CUSTO DO TRANSPORTE

Passagens aéreas em Roraima atingem o maior custo médio do Brasil

Fachada do Aeroporto Internacional de Boa Vista Atlas Brasil Cantanhede
Voos partem do Aeroporto Internacional de Boa Vista Atlas Brasil Cantanhede — Foto: Ailton Alves/Rede Amazônica

Dados da Anac revelam que passageiros em Roraima desembolsam R$ 1.401,05 em média. Valor é o dobro da média nacional e reflete distâncias continentais.

A Agência Nacional de Aviação Civil (Anac) confirmou que Roraima detém a tarifa aérea média mais elevada do Brasil, consolidando um cenário de desafio financeiro para quem precisa viajar a partir do estado. A constatação foi publicada em 14/07/2026, com base em dados consolidados de 2025, revelando que o custo médio das passagens chegou a R$ 1.401,05.

Este valor supera em mais de 100% a média nacional, fixada em R$ 648, impactando diretamente o orçamento de famílias e profissionais que dependem do modal aéreo para conectar a região ao restante do país. O levantamento, detalhado no Anuário do Transporte Aéreo, aponta que quatro dos cinco estados com as tarifas mais caras situam-se na região Norte, evidenciando uma desigualdade regional persistente.

O ranking das tarifas médias é composto por Roraima (R$ 1.401,05), Rondônia (R$ 1.277,18), Acre (R$ 1.152,66), Amazonas (R$ 961,30) e Alagoas (R$ 886,38). É importante destacar que os valores referem-se às médias dos preços efetivamente pagos pelo público, excluindo milhas, tarifas corporativas e voos fretados, sendo corrigidos pela inflação (IPCA) para garantir a comparabilidade histórica.

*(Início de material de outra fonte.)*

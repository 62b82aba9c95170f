use chrono::{DateTime, Utc};
use std::str::FromStr;
use std::time::Duration;
use tracing::{error, info};

use crate::db::Storage;
use crate::error::AppError;
use crate::models::MessageRecord;

const DAY: u64 = 24 * 60 * 60;
const SESSION: Duration = Duration::from_secs(30 * 60);

/// Which messages a retention purge removes.
#[derive(Debug, Clone, Copy, PartialEq, Eq)]
pub enum RetentionRange {
    All,
    /// Everything timestamped before `now - duration`.
    OlderThan(Duration),
}

impl RetentionRange {
    /// The cutoff instant, `None` for [`RetentionRange::All`].
    pub fn cutoff(&self, now: DateTime<Utc>) -> Result<Option<DateTime<Utc>>, AppError> {
        match self {
            Self::All => Ok(None),
            Self::OlderThan(age) => {
                let age = chrono::Duration::from_std(*age)
                    .map_err(|_| AppError::validation("Retention range is too large"))?;
                now.checked_sub_signed(age)
                    .map(Some)
                    .ok_or_else(|| AppError::validation("Retention range is too large"))
            }
        }
    }
}

impl FromStr for RetentionRange {
    type Err = AppError;

    fn from_str(s: &str) -> Result<Self, Self::Err> {
        let range = match s.trim() {
            "all" => Self::All,
            "30days" => Self::OlderThan(Duration::from_secs(30 * DAY)),
            "7days" => Self::OlderThan(Duration::from_secs(7 * DAY)),
            "1day" => Self::OlderThan(Duration::from_secs(DAY)),
            "session" => Self::OlderThan(SESSION),
            other => humantime::parse_duration(other)
                .map(Self::OlderThan)
                .map_err(|_| AppError::validation(format!("Unknown range: {}", other)))?,
        };
        Ok(range)
    }
}

pub struct PurgeReport {
    /// Relational count only; zero when that backend is unreachable.
    pub messages_deleted: usize,
    pub message: String,
}

/// Destructive maintenance on the owner's records.
#[derive(Clone)]
pub struct RepairService {
    storage: Storage,
    owner_id: i64,
}

impl RepairService {
    pub fn new(storage: Storage, owner_id: i64) -> Self {
        Self { storage, owner_id }
    }

    pub async fn delete_old(&self, range: RetentionRange) -> Result<PurgeReport, AppError> {
        let cutoff = range.cutoff(Utc::now())?;
        let owner_id = self.owner_id;
        let deleted = self
            .storage
            .run_blocking(move |s| s.purge_messages(owner_id, cutoff))
            .await?;

        info!("Purged {} messages ({:?}) for user {}", deleted, range, owner_id);
        Ok(PurgeReport {
            messages_deleted: deleted,
            message: format!("✅ Deleted {} old messages! Memory is safe 💙", deleted),
        })
    }

    /// Parses `range` and purges; the entry point for callers holding raw text.
    pub async fn delete_old_by_name(&self, range: &str) -> Result<PurgeReport, AppError> {
        self.delete_old(range.parse()?).await
    }

    /// Wipes the owner's messages, state and diary.
    pub async fn clear_user(&self) -> Result<usize, AppError> {
        let owner_id = self.owner_id;
        let deleted = self
            .storage
            .run_blocking(move |s| s.clear_user(owner_id))
            .await?;
        info!("Cleared user {} ({} relational rows)", owner_id, deleted);
        Ok(deleted)
    }

    pub async fn history(&self) -> Vec<MessageRecord> {
        let owner_id = self.owner_id;
        self.storage
            .run_blocking(move |s| s.get_messages(owner_id, None))
            .await
            .unwrap_or_else(|e| {
                error!("Failed to load history: {}", e);
                Vec::new()
            })
    }
}

#[cfg(test)]
mod tests {
    use super::*;
    use crate::db::{Backend, DocumentBackend, SqliteBackend};
    use crate::models::{format_timestamp, UserState};
    use std::sync::Arc;
    use tempfile::TempDir;

    #[test]
    fn test_parse_ranges() {
        assert_eq!("all".parse::<RetentionRange>().unwrap(), RetentionRange::All);
        assert_eq!(
            "7days".parse::<RetentionRange>().unwrap(),
            RetentionRange::OlderThan(Duration::from_secs(7 * DAY))
        );
        assert_eq!(
            "session".parse::<RetentionRange>().unwrap(),
            RetentionRange::OlderThan(Duration::from_secs(1800))
        );
        assert_eq!(
            "12h".parse::<RetentionRange>().unwrap(),
            RetentionRange::OlderThan(Duration::from_secs(12 * 3600))
        );
        assert!(matches!(
            "forever".parse::<RetentionRange>(),
            Err(AppError::Validation(_))
        ));
    }

    #[test]
    fn test_cutoff() {
        let now = Utc::now();
        assert_eq!(RetentionRange::All.cutoff(now).unwrap(), None);
        let cutoff = RetentionRange::OlderThan(Duration::from_secs(DAY))
            .cutoff(now)
            .unwrap()
            .unwrap();
        assert_eq!(now - cutoff, chrono::Duration::days(1));
    }

    fn service(dir: &TempDir) -> (RepairService, Arc<SqliteBackend>, Arc<DocumentBackend>) {
        let db_path = dir.path().join("primary.db");
        let relational = Arc::new(SqliteBackend::new(db_path.to_str(), Duration::from_secs(1)));
        let embedded = Arc::new(DocumentBackend::open(dir.path().join("db.json")));
        let storage = Storage::new(relational.clone(), embedded.clone());
        assert!(storage.bootstrap("memory_backup", "{}"));
        (RepairService::new(storage, 9), relational, embedded)
    }

    fn aged(age_days: i64, text: &str) -> MessageRecord {
        let mut record = MessageRecord::new(9, text, "ok");
        record.timestamp = format_timestamp(Utc::now() - chrono::Duration::days(age_days));
        record
    }

    #[tokio::test]
    async fn test_delete_old_reports_relational_count() {
        let dir = TempDir::new().unwrap();
        let (service, relational, embedded) = service(&dir);
        for record in [aged(40, "old"), aged(10, "older"), aged(1, "recent")] {
            relational.insert_message(&record).unwrap();
            embedded.insert_message(&record).unwrap();
        }

        let report = service.delete_old_by_name("7days").await.unwrap();
        assert_eq!(report.messages_deleted, 2);
        assert_eq!(report.message, "✅ Deleted 2 old messages! Memory is safe 💙");

        let left = embedded.recent_messages(9, None).unwrap();
        assert_eq!(left.len(), 1);
        assert_eq!(left[0].message, "recent");
        assert_eq!(service.history().await.len(), 1);
    }

    #[tokio::test]
    async fn test_unknown_range_touches_nothing() {
        let dir = TempDir::new().unwrap();
        let (service, relational, _) = service(&dir);
        relational.insert_message(&aged(40, "old")).unwrap();

        assert!(service.delete_old_by_name("someday").await.is_err());
        assert_eq!(relational.recent_messages(9, None).unwrap().len(), 1);
    }

    #[tokio::test]
    async fn test_clear_user() {
        let dir = TempDir::new().unwrap();
        let (service, relational, embedded) = service(&dir);
        let mut user = UserState::new(9);
        user.memory = "secret".to_string();
        relational.upsert_user(&user).unwrap();
        embedded.upsert_user(&user).unwrap();

        service.clear_user().await.unwrap();
        assert!(relational.get_user(9).unwrap().is_none());
        assert!(embedded.get_user(9).unwrap().is_none());
    }
}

A situação em Roraima é agravada por um salto inflacionário específico no setor, com um aumento de 39,98% em 2025 na comparação com o ano anterior. Esse encarecimento representa, na prática, um acréscimo de R$ 400 no custo médio por bilhete, pressionando ainda mais o poder de compra dos usuários locais.

Um fator determinante para os preços elevados é a geografia. Os passageiros que utilizam o Aeroporto Internacional de Boa Vista Atlas Brasil Cantanhede percorrem, em média, 2.906 quilômetros por trecho. Trata-se da maior distância média do país, superando em três vezes o índice registrado em Minas Gerais, onde as viagens são significativamente mais curtas.